Hyperloop Module

Imagine you’re designing an ultrahigh-speed train that will travel the East Coast of the US. How quickly can it accelerate from a stop to full speed, and what’s the tightest-radius turn it could achieve while remaining comfortable for passengers? How long would the trip from Boston to Washington take, given those constraints and the distances, masses, and energy requirements? This kind of problem lets you teach core elements of kinematics—1D motion, accelerated motion, circular motion, energy conservation—and introduces the human factors and real-life considerations that arise in the solution of real-world problems. It requires both “exact” calculations and effective estimation skills—key skills needed in real-world employment. This pedagogical approach can be applied at various levels in the student experience and utilized as a scaffold on which a semester course can be built.

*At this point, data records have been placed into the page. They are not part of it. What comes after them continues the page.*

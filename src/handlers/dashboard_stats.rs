//! Handler: dashboard.stats — counts and revenue for the admin dashboard.

use rust_decimal::Decimal;
use serde_json::{json, Value};

use crate::orders::OrderStatus;
use crate::service::{Context, HandlerError};
use crate::state::AppState;

pub const COMMAND: &str = "dashboard.stats";

pub fn handle(ctx: &Context<AppState>) -> Result<Value, HandlerError> {
    ctx.require_admin()?;

    let state = ctx.state();
    let orders = state.orders.list_all(None)?;

    let pending_orders = orders
        .iter()
        .filter(|o| o.status == OrderStatus::Pending)
        .count();
    let completed_orders = orders
        .iter()
        .filter(|o| o.status == OrderStatus::Completed)
        .count();
    let total_revenue: Decimal = orders
        .iter()
        .filter(|o| o.status == OrderStatus::Completed)
        .map(|o| o.total)
        .sum();

    Ok(json!({
        "total_orders": orders.len(),
        "pending_orders": pending_orders,
        "completed_orders": completed_orders,
        "total_revenue": total_revenue,
        "total_menu_items": state.catalog.count()?,
    }))
}
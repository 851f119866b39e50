//! Handler: menu.get — one menu item by id.

use serde::Deserialize;
use serde_json::Value;

use crate::service::{Context, HandlerError};
use crate::state::AppState;

pub const COMMAND: &str = "menu.get";

#[derive(Deserialize)]
pub struct Input {
    pub id: String,
}

pub fn guard(ctx: &Context<AppState>) -> bool {
    ctx.has_fields(&["id"])
}

pub fn handle(ctx: &Context<AppState>) -> Result<Value, HandlerError> {
    ctx.identity()?;
    let input = ctx.input::<Input>()?;

    let item = ctx
        .state()
        .catalog
        .get(&input.id)?
        .ok_or_else(|| HandlerError::NotFound(input.id.clone()))?;

    Ok(serde_json::to_value(item)?)
}
//! Handler: menu.update — replace a menu item's fields (admin).

use serde::Deserialize;
use serde_json::Value;

use crate::catalog::NewMenuItem;
use crate::service::{Context, HandlerError};
use crate::state::AppState;

pub const COMMAND: &str = "menu.update";

#[derive(Deserialize)]
pub struct Input {
    pub id: String,
    #[serde(flatten)]
    pub fields: NewMenuItem,
}

pub fn guard(ctx: &Context<AppState>) -> bool {
    ctx.has_fields(&[
        "id",
        "name",
        "description",
        "price",
        "category",
        "available_quantity",
    ])
}

pub fn handle(ctx: &Context<AppState>) -> Result<Value, HandlerError> {
    ctx.require_admin()?;
    let input = ctx.input::<Input>()?;
    input
        .fields
        .validate()
        .map_err(|reason| HandlerError::Rejected(reason.into()))?;

    let item = ctx
        .state()
        .catalog
        .update(&input.id, input.fields)?
        .ok_or_else(|| HandlerError::NotFound(input.id.clone()))?;

    Ok(serde_json::to_value(item)?)
}
//! Handler: cafe.update — create or replace the cafe profile (admin).

use serde_json::Value;

use crate::cafe::CafeProfile;
use crate::service::{Context, HandlerError};
use crate::state::AppState;

pub const COMMAND: &str = "cafe.update";

pub fn guard(ctx: &Context<AppState>) -> bool {
    ctx.has_fields(&["name", "description", "opening_hours", "location"])
}

pub fn handle(ctx: &Context<AppState>) -> Result<Value, HandlerError> {
    ctx.require_admin()?;
    let profile = ctx.input::<CafeProfile>()?;

    for (field, value) in [
        ("name", &profile.name),
        ("description", &profile.description),
        ("opening_hours", &profile.opening_hours),
        ("location", &profile.location),
    ] {
        if value.trim().is_empty() {
            return Err(HandlerError::Rejected(format!("{field} must not be empty")));
        }
    }

    let saved = ctx.state().cafe.upsert(profile)?;
    Ok(serde_json::to_value(saved)?)
}
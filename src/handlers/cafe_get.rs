//! Handler: cafe.get — the cafe profile (admin).

use serde_json::Value;

use crate::service::{Context, HandlerError};
use crate::state::AppState;

pub const COMMAND: &str = "cafe.get";

pub fn handle(ctx: &Context<AppState>) -> Result<Value, HandlerError> {
    ctx.require_admin()?;
    let profile = ctx
        .state()
        .cafe
        .get()?
        .ok_or_else(|| HandlerError::NotFound("cafe profile".into()))?;
    Ok(serde_json::to_value(profile)?)
}
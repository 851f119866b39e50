//! Command handlers, one module per command.
//!
//! Handlers follow the service convention: a `COMMAND` name, an optional
//! `guard` validating input shape, and `handle`. Role gating runs inside
//! `handle` through `ctx.identity()` / `ctx.require_admin()`.

pub mod cafe_get;
pub mod cafe_update;
pub mod dashboard_stats;
pub mod menu_create;
pub mod menu_delete;
pub mod menu_get;
pub mod menu_list;
pub mod menu_recommendations;
pub mod menu_update;
pub mod order_get;
pub mod order_list_all;
pub mod order_list_mine;
pub mod order_place;
pub mod order_set_status;

use crate::service::Service;
use crate::state::AppState;

/// Build the service with every command registered.
pub fn service(state: AppState) -> Service<AppState> {
    let service = Service::new(state)
        .command(menu_list::COMMAND, menu_list::handle)
        .command(menu_recommendations::COMMAND, menu_recommendations::handle)
        .command(order_list_mine::COMMAND, order_list_mine::handle)
        .command(order_list_all::COMMAND, order_list_all::handle)
        .command(cafe_get::COMMAND, cafe_get::handle)
        .command(dashboard_stats::COMMAND, dashboard_stats::handle);

    crate::register_handlers!(
        service,
        menu_get,
        menu_create,
        menu_update,
        menu_delete,
        order_place,
        order_get,
        order_set_status,
        cafe_update,
    )
}
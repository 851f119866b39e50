use std::sync::Arc;

use tokio::net::TcpListener;
use tokio::signal::{
    ctrl_c,
    unix::{signal, SignalKind},
};
use tracing::info;
use tracing_subscriber::{fmt, EnvFilter};

use cafe_service::{handlers, http, AppState, Config};

#[tokio::main]
async fn main() {
    fmt().with_env_filter(EnvFilter::from_default_env()).init();

    let config = Config::load();
    let service = Arc::new(handlers::service(AppState::new()));

    let app = http::router(service);

    let address = format!("{}:{}", config.bind_addr, config.port);
    info!("Binding to {address}");

    let listener = TcpListener::bind(&address)
        .await
        .expect("failed to bind listener");
    info!("Server running on {address}");

    axum::serve(listener, app)
        .with_graceful_shutdown(shutdown_signal())
        .await
        .expect("server error");

    info!("Server shut down");
}

async fn shutdown_signal() {
    let ctrl_c = async {
        ctrl_c().await.expect("Failed to install Ctrl+C handler");

        info!("Received Ctrl+C, shutting down");
    };

    #[cfg(unix)]
    let terminate = async {
        signal(SignalKind::terminate())
            .expect("Failed to install signal handler")
            .recv()
            .await;

        info!("Received terminate signal, shutting down");
    };

    #[cfg(not(unix))]
    let terminate = std::future::pending::<()>();

    tokio::select! {
        _ = ctrl_c => {},
        _ = terminate => {},
    }
}
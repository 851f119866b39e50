//! Handler: order.list_all — every order for staff views, newest first,
//! optionally filtered by status.

use serde::Deserialize;
use serde_json::Value;

use crate::orders::OrderStatus;
use crate::service::{Context, HandlerError};
use crate::state::AppState;

pub const COMMAND: &str = "order.list_all";

#[derive(Default, Deserialize)]
pub struct Input {
    #[serde(default)]
    pub status: Option<OrderStatus>,
}

pub fn handle(ctx: &Context<AppState>) -> Result<Value, HandlerError> {
    ctx.require_admin()?;
    let input = ctx.input::<Input>()?;
    let orders = ctx.state().orders.list_all(input.status)?;
    Ok(serde_json::to_value(orders)?)
}
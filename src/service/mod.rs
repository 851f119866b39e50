//! service — convention-based command handler registry.
//!
//! The HTTP surface is a set of named commands dispatched on a
//! [`Service`]. Each handler receives a [`Context`] with the parsed
//! input, the caller's session, and the shared state.
//!
//! ## Handler Convention
//!
//! Each handler module exports:
//!
//! ```ignore
//! // src/handlers/order_place.rs
//!
//! pub const COMMAND: &str = "order.place";
//!
//! pub fn guard(ctx: &Context<AppState>) -> bool {
//!     ctx.has_fields(&["items"])
//! }
//!
//! pub fn handle(ctx: &Context<AppState>) -> Result<Value, HandlerError> {
//!     let identity = ctx.identity()?;
//!     let input = ctx.input::<Input>()?;
//!     // ...
//! }
//! ```

mod context;
mod error;
mod service;
mod session;

pub use context::Context;
pub use error::HandlerError;
pub use service::Service;
pub use session::{Identity, Role, Session};

/// Register handler modules with a service using the convention pattern.
///
/// Each handler module must export `COMMAND`, `guard`, and `handle`.
///
/// # Example
/// ```ignore
/// let service = cafe_service::register_handlers!(
///     service::Service::new(state),
///     handlers::order_place,
///     handlers::order_set_status,
/// );
/// ```
#[macro_export]
macro_rules! register_handlers {
    ($service:expr, $( $($seg:ident)::+ ),+ $(,)?) => {
        $service
        $(
            .command_guarded(
                $($seg)::+::COMMAND,
                $($seg)::+::guard,
                $($seg)::+::handle,
            )
        )+
    };
}
use chrono::{DateTime, Utc};
use rust_decimal::Decimal;
use serde::{Deserialize, Serialize};

/// Closed set of menu categories.
#[derive(Clone, Copy, Debug, PartialEq, Eq, Hash, Serialize, Deserialize)]
#[serde(rename_all = "lowercase")]
pub enum Category {
    Main,
    Side,
    Dessert,
    Drink,
}

/// A purchasable catalog entry with price and stock.
///
/// `available_quantity` is the sole field mutated outside admin edits —
/// and only through `CatalogStore::try_reserve` / `release`. Orders
/// snapshot `price` at reservation time, so later edits never affect
/// already-placed orders.
#[derive(Clone, Debug, Serialize, Deserialize)]
pub struct MenuItem {
    pub id: String,
    pub name: String,
    pub description: String,
    pub price: Decimal,
    pub category: Category,
    pub available_quantity: u32,
    pub image_url: Option<String>,
    pub created_at: DateTime<Utc>,
}

/// Fields for creating or replacing a menu item.
#[derive(Clone, Debug, Deserialize)]
pub struct NewMenuItem {
    pub name: String,
    pub description: String,
    pub price: Decimal,
    pub category: Category,
    pub available_quantity: u32,
    #[serde(default)]
    pub image_url: Option<String>,
}

impl NewMenuItem {
    /// Check display strings are non-empty and the price is non-negative.
    pub fn validate(&self) -> Result<(), &'static str> {
        if self.name.trim().is_empty() {
            return Err("name must not be empty");
        }
        if self.description.trim().is_empty() {
            return Err("description must not be empty");
        }
        if self.price.is_sign_negative() {
            return Err("price must not be negative");
        }
        Ok(())
    }
}
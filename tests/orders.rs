//! Order lifecycle tests through the service layer — status transitions
//! and the cancellation restock.

use cafe_service::{
    handlers,
    service::{HandlerError, Service, Session},
    AppState, Category, NewMenuItem, OrderStatus,
};
use rust_decimal::Decimal;
use rust_decimal_macros::dec;
use serde_json::{json, Value};

fn customer(id: &str) -> Session {
    let mut session = Session::new();
    session.set("x-user-id", id);
    session.set("x-user-role", "customer");
    session
}

fn admin() -> Session {
    let mut session = Session::new();
    session.set("x-user-id", "staff-1");
    session.set("x-user-role", "admin");
    session
}

/// Service plus a handle on the shared state for direct assertions.
fn setup() -> (Service<AppState>, AppState) {
    let state = AppState::new();
    (handlers::service(state.clone()), state)
}

fn add_item(state: &AppState, name: &str, price: Decimal, quantity: u32) -> String {
    state
        .catalog
        .insert(NewMenuItem {
            name: name.into(),
            description: "test item".into(),
            price,
            category: Category::Drink,
            available_quantity: quantity,
            image_url: None,
        })
        .unwrap()
        .id
}

fn place(service: &Service<AppState>, owner: &str, item_id: &str, quantity: u32) -> String {
    let result = service
        .dispatch(
            "order.place",
            json!({ "items": [{ "item_id": item_id, "quantity": quantity }] }),
            customer(owner),
        )
        .unwrap();
    result["order_id"].as_str().unwrap().to_string()
}

fn set_status(
    service: &Service<AppState>,
    order_id: &str,
    status: &str,
) -> Result<Value, HandlerError> {
    service.dispatch(
        "order.set_status",
        json!({ "id": order_id, "status": status }),
        admin(),
    )
}

#[test]
fn orders_walk_forward_through_the_lifecycle() {
    let (service, state) = setup();
    let tea = add_item(&state, "Tea", dec!(2.00), 5);
    let order_id = place(&service, "u1", &tea, 1);

    assert_eq!(
        state.orders.get(&order_id).unwrap().unwrap().status,
        OrderStatus::Pending
    );

    for status in ["preparing", "ready", "completed"] {
        let result = set_status(&service, &order_id, status).unwrap();
        assert_eq!(result["status"], json!(status));
    }
    assert_eq!(
        state.orders.get(&order_id).unwrap().unwrap().status,
        OrderStatus::Completed
    );
}

#[test]
fn going_back_to_pending_is_rejected() {
    let (service, state) = setup();
    let tea = add_item(&state, "Tea", dec!(2.00), 5);
    let order_id = place(&service, "u1", &tea, 1);

    set_status(&service, &order_id, "preparing").unwrap();

    let err = set_status(&service, &order_id, "pending").unwrap_err();
    assert!(matches!(err, HandlerError::Rejected(_)));
    assert_eq!(
        state.orders.get(&order_id).unwrap().unwrap().status,
        OrderStatus::Preparing
    );
}

#[test]
fn terminal_orders_reject_every_transition() {
    let (service, state) = setup();
    let tea = add_item(&state, "Tea", dec!(2.00), 5);
    let order_id = place(&service, "u1", &tea, 1);

    set_status(&service, &order_id, "preparing").unwrap();
    set_status(&service, &order_id, "ready").unwrap();
    set_status(&service, &order_id, "completed").unwrap();

    for status in ["pending", "preparing", "ready", "cancelled"] {
        let err = set_status(&service, &order_id, status).unwrap_err();
        assert!(matches!(err, HandlerError::Rejected(_)), "-> {status}");
    }
    assert_eq!(
        state.orders.get(&order_id).unwrap().unwrap().status,
        OrderStatus::Completed
    );
}

#[test]
fn unknown_status_value_is_a_decode_error() {
    let (service, state) = setup();
    let tea = add_item(&state, "Tea", dec!(2.00), 5);
    let order_id = place(&service, "u1", &tea, 1);

    let err = set_status(&service, &order_id, "shipped").unwrap_err();
    assert!(matches!(err, HandlerError::DecodeFailed(_)));
}

#[test]
fn unknown_order_is_not_found() {
    let (service, _state) = setup();
    let err = set_status(&service, "missing", "preparing").unwrap_err();
    assert!(matches!(err, HandlerError::NotFound(_)));
}

#[test]
fn cancellation_restocks_the_reserved_quantities() {
    let (service, state) = setup();
    let tea = add_item(&state, "Tea", dec!(2.00), 5);
    let order_id = place(&service, "u1", &tea, 3);
    assert_eq!(state.catalog.current_quantity(&tea).unwrap(), Some(2));

    set_status(&service, &order_id, "cancelled").unwrap();
    assert_eq!(state.catalog.current_quantity(&tea).unwrap(), Some(5));
}

#[test]
fn cancellation_cannot_restock_twice() {
    let (service, state) = setup();
    let tea = add_item(&state, "Tea", dec!(2.00), 5);
    let order_id = place(&service, "u1", &tea, 3);

    set_status(&service, &order_id, "cancelled").unwrap();
    // Cancelled is terminal, so the second attempt fails before any release.
    set_status(&service, &order_id, "cancelled").unwrap_err();
    assert_eq!(state.catalog.current_quantity(&tea).unwrap(), Some(5));
}

#[test]
fn cancellation_of_a_ready_order_still_restocks() {
    let (service, state) = setup();
    let tea = add_item(&state, "Tea", dec!(2.00), 5);
    let order_id = place(&service, "u1", &tea, 2);

    set_status(&service, &order_id, "preparing").unwrap();
    set_status(&service, &order_id, "ready").unwrap();
    set_status(&service, &order_id, "cancelled").unwrap();
    assert_eq!(state.catalog.current_quantity(&tea).unwrap(), Some(5));
}
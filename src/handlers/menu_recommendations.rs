//! Handler: menu.recommendations — suggested items, personalized when the
//! caller is known.

use serde_json::Value;

use crate::recommend::recommend;
use crate::service::{Context, HandlerError};
use crate::state::AppState;

pub const COMMAND: &str = "menu.recommendations";

pub fn handle(ctx: &Context<AppState>) -> Result<Value, HandlerError> {
    let owner = ctx.session().user_id();
    let state = ctx.state();
    let picks = recommend(&state.catalog, &state.orders, owner)?;
    Ok(serde_json::to_value(picks)?)
}
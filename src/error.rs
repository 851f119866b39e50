use std::fmt;

/// Infrastructure failure inside a store.
///
/// The in-process stores can only fail if a lock was poisoned by a
/// panicking writer; the payload names the operation that observed it.
/// Business outcomes (missing items, insufficient stock, bad transitions)
/// are typed results on the individual store operations, never this.
#[derive(Debug, Clone, PartialEq, Eq)]
pub enum StoreError {
    LockPoisoned(&'static str),
}

impl fmt::Display for StoreError {
    fn fmt(&self, f: &mut fmt::Formatter<'_>) -> fmt::Result {
        match self {
            StoreError::LockPoisoned(operation) => {
                write!(f, "store lock poisoned during {}", operation)
            }
        }
    }
}

impl std::error::Error for StoreError {}
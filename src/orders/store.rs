//! OrderStore — record of committed orders.
//!
//! Orders are immutable once created except for `status`, which moves
//! only through `update_status` and only along the transition graph in
//! [`OrderStatus::can_transition_to`]. Order numbers are unique; `create`
//! rejects collisions so callers can retry with a fresh number.

use std::collections::{HashMap, HashSet};
use std::fmt;
use std::sync::{Arc, RwLock};

use crate::error::StoreError;

use super::order::{Order, OrderStatus};

#[derive(Debug, Clone, PartialEq, Eq)]
pub enum CreateOrderError {
    DuplicateOrderNumber(String),
    Store(StoreError),
}

impl fmt::Display for CreateOrderError {
    fn fmt(&self, f: &mut fmt::Formatter<'_>) -> fmt::Result {
        match self {
            CreateOrderError::DuplicateOrderNumber(number) => {
                write!(f, "order number {} already taken", number)
            }
            CreateOrderError::Store(e) => write!(f, "{}", e),
        }
    }
}

impl std::error::Error for CreateOrderError {}

impl From<StoreError> for CreateOrderError {
    fn from(err: StoreError) -> Self {
        CreateOrderError::Store(err)
    }
}

#[derive(Debug, Clone, PartialEq, Eq)]
pub enum UpdateStatusError {
    NotFound(String),
    InvalidTransition {
        from: OrderStatus,
        to: OrderStatus,
    },
    Store(StoreError),
}

impl fmt::Display for UpdateStatusError {
    fn fmt(&self, f: &mut fmt::Formatter<'_>) -> fmt::Result {
        match self {
            UpdateStatusError::NotFound(id) => write!(f, "order {} not found", id),
            UpdateStatusError::InvalidTransition { from, to } => {
                write!(f, "cannot change order status from {} to {}", from, to)
            }
            UpdateStatusError::Store(e) => write!(f, "{}", e),
        }
    }
}

impl std::error::Error for UpdateStatusError {}

impl From<StoreError> for UpdateStatusError {
    fn from(err: StoreError) -> Self {
        UpdateStatusError::Store(err)
    }
}

/// Orders by id plus the set of taken order numbers, behind one lock so
/// the uniqueness check and the insert are a single step.
#[derive(Default)]
struct Records {
    by_id: HashMap<String, Order>,
    numbers: HashSet<String>,
}

/// In-memory order store. Clone-friendly via `Arc`; clones share storage.
#[derive(Clone, Default)]
pub struct OrderStore {
    records: Arc<RwLock<Records>>,
}

impl OrderStore {
    pub fn new() -> Self {
        Self::default()
    }

    /// Persist a new order, enforcing order-number uniqueness.
    pub fn create(&self, order: Order) -> Result<(), CreateOrderError> {
        let mut records = self
            .records
            .write()
            .map_err(|_| StoreError::LockPoisoned("order create"))?;
        if records.numbers.contains(&order.order_number) {
            return Err(CreateOrderError::DuplicateOrderNumber(order.order_number));
        }
        records.numbers.insert(order.order_number.clone());
        records.by_id.insert(order.id.clone(), order);
        Ok(())
    }

    pub fn get(&self, id: &str) -> Result<Option<Order>, StoreError> {
        let records = self
            .records
            .read()
            .map_err(|_| StoreError::LockPoisoned("order get"))?;
        Ok(records.by_id.get(id).cloned())
    }

    /// A customer's orders, newest first.
    pub fn list_by_owner(&self, owner_id: &str) -> Result<Vec<Order>, StoreError> {
        let records = self
            .records
            .read()
            .map_err(|_| StoreError::LockPoisoned("order list_by_owner"))?;
        let mut orders: Vec<Order> = records
            .by_id
            .values()
            .filter(|order| order.owner_id == owner_id)
            .cloned()
            .collect();
        orders.sort_by(|a, b| b.created_at.cmp(&a.created_at));
        Ok(orders)
    }

    /// Every order, newest first, optionally narrowed to one status.
    pub fn list_all(&self, status: Option<OrderStatus>) -> Result<Vec<Order>, StoreError> {
        let records = self
            .records
            .read()
            .map_err(|_| StoreError::LockPoisoned("order list_all"))?;
        let mut orders: Vec<Order> = records
            .by_id
            .values()
            .filter(|order| status.map_or(true, |s| order.status == s))
            .cloned()
            .collect();
        orders.sort_by(|a, b| b.created_at.cmp(&a.created_at));
        Ok(orders)
    }

    /// Apply a status transition. The only mutation path after creation.
    pub fn update_status(
        &self,
        id: &str,
        new_status: OrderStatus,
    ) -> Result<Order, UpdateStatusError> {
        let mut records = self
            .records
            .write()
            .map_err(|_| StoreError::LockPoisoned("order update_status"))?;
        let order = records
            .by_id
            .get_mut(id)
            .ok_or_else(|| UpdateStatusError::NotFound(id.to_string()))?;
        if !order.status.can_transition_to(new_status) {
            return Err(UpdateStatusError::InvalidTransition {
                from: order.status,
                to: new_status,
            });
        }
        order.status = new_status;
        Ok(order.clone())
    }
}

Cross-section of a hyperloop tunnel and car — Hyperloop Module for Teaching Introductory Physics
A prototype for the Hyperloop, a train that is designed to travel at speeds greater than 700 km/hr in evacuated tubes. The Hyperloop introductory physics module developed at Loyola University Maryland is built around this concept and includes questions of technical feasibility and human desirability, in addition to physics. This activity can be easily adapted to online environments.
Source: Loyola University Maryland

Activity Description

First-year physics problems and activities that introduce innovation and entrepreneurship concepts

Learning Objectives

Improve understanding of basic physics concepts
Convey that vary basic physics principles can be used to address feasibility questions of potential innovations

Duration

4 hours spread throughout the semester as topics are introduced

Target audience

Students in a First-year, first semester physics course (calculus- or algebra-based)

Suggested context for implementation

Problems can be assigned as individual exercises, but are best worked in groups during class time.